Elsevier

Neurocomputing

Volume 119, 7 November 2013, Pages 26-32
Neurocomputing

Regularized Semi-Supervised Latent Dirichlet Allocation for visual concept learning

https://doi.org/10.1016/j.neucom.2012.04.043Get rights and content

Abstract

Topic model is a popular tool for visual concept learning. Most topic models are either unsupervised or fully supervised. In this paper, to take advantage of both limited labeled training images and rich unlabeled images, we propose a novel regularized Semi-Supervised Latent Dirichlet Allocation (r-SSLDA) for learning visual concept classifiers. Instead of introducing a new complex topic model, we attempt to find an efficient way to learn topic models in a semi-supervised way. Our r-SSLDA considers both semi-supervised properties and supervised topic model simultaneously in a regularization framework. Furthermore, to improve the performance of r-SSLDA, we introduce the low rank graph to the framework. Experiments on Caltech 101 and Caltech 256 have shown that r-SSLDA outperforms both unsupervised LDA and achieves competitive performance against fully supervised LDA with much fewer labeled images.

Introduction

Visual concept detection is a key problem in image retrieval. It aims at automatically mapping images into predefined semantic concepts (such as indoor, sunset, airplane, and face), so as to bridge the so-called semantic gap between low-level visual features and high-level semantic content of images. Although there have been many studies over the last decades [1], [2], [3], it is still a challenging problem within multimedia and computer vision communities. Recently, topic models have been introduced to solve this problem, and achieve impressive results [4], [5], [6], [7], [8], [9]. In these applications, each image is treated as a document, and represented by a histogram of visual words. A visual word is equivalent to a text word, and often generated by clustering various local descriptors such as SIFT. Topic models cluster co-occurring visual words into topics, which are used to image classification.
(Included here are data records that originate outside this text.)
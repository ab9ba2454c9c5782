use std::str::FromStr;

use strum::{AsRefStr, Display, EnumString};
use thiserror::Error;

use crate::config::SearchOptions;
use crate::quotes::{AccountId, Quote, QuoteBook, QuoteError, RecentQuery};

mod page;

pub use page::{
    decode_date_time, encode_date_time, PageFormatError, PageSpecifier, DEFAULT_PAGE_SIZE,
    MAX_PAGE_OFFSET, MAX_PAGE_SIZE,
};

#[derive(Debug, Clone, Copy, PartialEq, Eq, Display, EnumString, AsRefStr)]
#[strum(serialize_all = "snake_case")]
pub enum BrowseMode {
    Recent,
    Draft,
    Search,
}

#[derive(Debug, Error)]
pub enum BrowseError {
    #[error("bad page cursor: {0}")]
    Format(#[from] PageFormatError),
    #[error("unsupported browse mode {0:?}")]
    UnsupportedMode(String),
    #[error("drafts can only be browsed by their owner")]
    AccountRequired,
    #[error("search needs a query")]
    QueryRequired,
    #[error(transparent)]
    Quote(#[from] QuoteError),
}

/// One browse call: the raw cursor plus the context it is resolved in.
#[derive(Debug, Clone, Default)]
pub struct BrowseRequest {
    pub page: Option<String>,
    pub viewer: Option<AccountId>,
    pub owner: Option<AccountId>,
    pub label: Option<String>,
    pub query: Option<String>,
}

#[derive(Debug, Clone)]
pub struct BrowseResult {
    pub page: PageSpecifier,
    pub quotes: Vec<Quote>,
    pub next_page: Option<PageSpecifier>,
    pub prev_page: Option<PageSpecifier>,
}

struct Fetched {
    quotes: Vec<Quote>,
    next: Option<PageSpecifier>,
    prev: Option<PageSpecifier>,
}

pub struct Browser<'a> {
    book: &'a QuoteBook,
    search_max_results: usize,
}

impl<'a> Browser<'a> {
    pub fn new(book: &'a QuoteBook, search: &SearchOptions) -> Self {
        Self {
            book,
            search_max_results: search.max_results,
        }
    }

    /// Resolves the request's cursor and fetches that page.
    ///
    /// A missing or malformed cursor falls back to `default_page`; without
    /// one the format error is returned.
    pub fn browse(
        &self,
        request: &BrowseRequest,
        default_page: Option<&PageSpecifier>,
    ) -> Result<BrowseResult, BrowseError> {
        let decoded = match request.page.as_deref() {
            Some(raw) => PageSpecifier::decode(raw),
            None => Err(PageFormatError::Empty),
        };
        let page = match (decoded, default_page) {
            (Ok(page), _) => page,
            (Err(err), Some(fallback)) => {
                tracing::debug!(%err, fallback = %fallback, "using default page");
                fallback.clone()
            }
            (Err(err), None) => return Err(err.into()),
        };

        let mode = BrowseMode::from_str(page.mode())
            .map_err(|_| BrowseError::UnsupportedMode(page.mode().to_string()))?;
        tracing::info!(%mode, offset = page.offset(), size = page.size(), "browsing quotes");

        let fetched = match mode {
            BrowseMode::Recent => self.fetch_recent(&page, request)?,
            BrowseMode::Draft => self.fetch_draft(&page, request)?,
            BrowseMode::Search => self.fetch_search(&page, request)?,
        };

        let full = fetched.quotes.len() == page.size();
        Ok(BrowseResult {
            next_page: fetched.next.filter(|_| full),
            prev_page: fetched.prev,
            quotes: fetched.quotes,
            page,
        })
    }

    fn fetch_recent(
        &self,
        page: &PageSpecifier,
        request: &BrowseRequest,
    ) -> Result<Fetched, BrowseError> {
        let result = self.book.get_recent_quotes(&RecentQuery {
            reversed: page.reversed(),
            start: page.start_value(),
            offset: page.offset(),
            limit: page.size(),
            owner: request.owner,
            label: request.label.clone(),
        })?;
        let next = result.next.map(|boundary| {
            page.clone()
                .with_start_value(Some(boundary.start))
                .with_offset(boundary.offset)
        });
        // Flipping direction at the current start and skipping the row that
        // sits on it drifts when ties straddle the boundary.
        let prev = page.start_value().map(|_| {
            page.clone()
                .with_reversed(!page.reversed())
                .with_offset(1)
        });
        Ok(Fetched {
            quotes: result.quotes,
            next,
            prev,
        })
    }

    fn fetch_draft(
        &self,
        page: &PageSpecifier,
        request: &BrowseRequest,
    ) -> Result<Fetched, BrowseError> {
        let viewer = request.viewer.ok_or(BrowseError::AccountRequired)?;
        let quotes = self
            .book
            .get_draft_quotes(viewer, page.offset(), page.size())?;
        Ok(Fetched {
            quotes,
            next: next_offset(page).map(|offset| page.clone().with_offset(offset)),
            prev: offset_prev(page),
        })
    }

    fn fetch_search(
        &self,
        page: &PageSpecifier,
        request: &BrowseRequest,
    ) -> Result<Fetched, BrowseError> {
        let query = request
            .query
            .as_deref()
            .map(str::trim)
            .filter(|query| !query.is_empty())
            .ok_or(BrowseError::QueryRequired)?;
        let remaining = self.search_max_results.saturating_sub(page.offset());
        let limit = remaining.min(page.size());
        let quotes = if limit == 0 {
            Vec::new()
        } else {
            self.book.search(query, page.offset(), limit)?
        };
        Ok(Fetched {
            quotes,
            next: next_offset(page)
                .filter(|offset| *offset < self.search_max_results)
                .map(|offset| page.clone().with_offset(offset)),
            prev: offset_prev(page),
        })
    }
}

fn next_offset(page: &PageSpecifier) -> Option<usize> {
    page.offset()
        .checked_add(page.size())
        .filter(|offset| *offset <= MAX_PAGE_OFFSET)
}

fn offset_prev(page: &PageSpecifier) -> Option<PageSpecifier> {
    (page.offset() > 0).then(|| {
        page.clone()
            .with_offset(page.offset().saturating_sub(page.size()))
    })
}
Among current topic models, Latent Dirichlet Allocation (LDA) [10] is one of the most popular ones. Classic LDA is an unsupervised model without using any prior label information. The lack of useful supervised information usually leads to slow convergence and unsatisfactory performance. Moreover, only the visual words in the training images are modeled in classic LDA. During classification, class labels are simply treated as features extracted from the topic distribution [5]. Since class label is not part of the model, classic LDA is not well suited for classification problems, thus resulting in not so robust performance in visual concept detection.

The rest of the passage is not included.